Data to use.
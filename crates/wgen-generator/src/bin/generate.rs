//! CLI for generating one web component from a description.
//!
//! # Usage
//!
//! ```bash
//! # Print the generated HTML
//! cargo run -p wgen-generator --bin wgen-generate -- "a red button"
//!
//! # Save output to file
//! cargo run -p wgen-generator --bin wgen-generate -- "a login form" --output form.html
//! ```

use std::path::PathBuf;
use std::process::ExitCode;
use std::sync::Arc;

use clap::Parser;
use tracing_subscriber::EnvFilter;
use wgen_generator::{parse_max_tokens, GenerationOrchestrator, GeneratorConfig};
use wgen_model::{CandleBackend, ModelConfig, ModelHandler};

/// Generate a self-contained HTML component from a description.
#[derive(Debug, Parser)]
#[command(name = "wgen-generate", version)]
struct Args {
    /// Natural-language description of the component
    description: String,

    /// Write the HTML here instead of stdout
    #[arg(short, long)]
    output: Option<PathBuf>,

    /// Model variant, e.g. 1.3b or 6.7b (overrides MODEL_SIZE)
    #[arg(short, long)]
    model_size: Option<String>,

    /// Maximum new tokens
    #[arg(
        short = 'n',
        long,
        default_value_t = GeneratorConfig::default().max_tokens,
        value_parser = parse_max_tokens
    )]
    max_tokens: usize,

    /// Run on CPU even if CUDA is available
    #[arg(long)]
    cpu: bool,

    /// Suppress progress output
    #[arg(short, long)]
    quiet: bool,
}

#[tokio::main]
async fn main() -> ExitCode {
    let args = Args::parse();

    let default_level = if args.quiet { "warn" } else { "info" };
    tracing_subscriber::fmt()
        .with_env_filter(
            EnvFilter::try_from_default_env().unwrap_or_else(|_| EnvFilter::new(default_level)),
        )
        .with_writer(std::io::stderr)
        .init();

    let mut model_config = ModelConfig::from_env();
    if let Some(size) = args.model_size {
        model_config = model_config.with_model_size(size);
    }
    model_config.use_gpu = !args.cpu;

    let backend = Arc::new(CandleBackend::new(model_config.clone()));
    let handler = Arc::new(ModelHandler::new(backend, &model_config));
    let config = GeneratorConfig {
        max_tokens: args.max_tokens,
        ..Default::default()
    };
    let orchestrator = GenerationOrchestrator::new(Arc::clone(&handler), config);

    let result = orchestrator.run(&args.description).await;
    handler.unload().await;

    match result {
        Ok(output) => {
            if !args.quiet {
                eprintln!("{}", output.format_summary());
            }

            match args.output {
                Some(path) => match std::fs::write(&path, &output.code) {
                    Ok(()) => {
                        if !args.quiet {
                            eprintln!("Code written to: {}", path.display());
                        }
                    }
                    Err(e) => {
                        eprintln!("Failed to write output: {}", e);
                        return ExitCode::FAILURE;
                    }
                },
                None => println!("{}", output.code),
            }
            ExitCode::SUCCESS
        }
        Err(e) => {
            eprintln!("Error: {}", e);
            if let Some(preview) = e.raw_preview() {
                eprintln!();
                eprintln!("Model output (truncated):");
                eprintln!("{}", preview);
            }
            ExitCode::FAILURE
        }
    }
}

Exercise aim. Across the entries above, find each line with the word "eprintln" and please copy it out.

Reply.
                eprintln!("{}", output.format_summary());
                            eprintln!("Code written to: {}", path.display());
                        eprintln!("Failed to write output: {}", e);
            eprintln!("Error: {}", e);
                eprintln!();
                eprintln!("Model output (truncated):");
                eprintln!("{}", preview);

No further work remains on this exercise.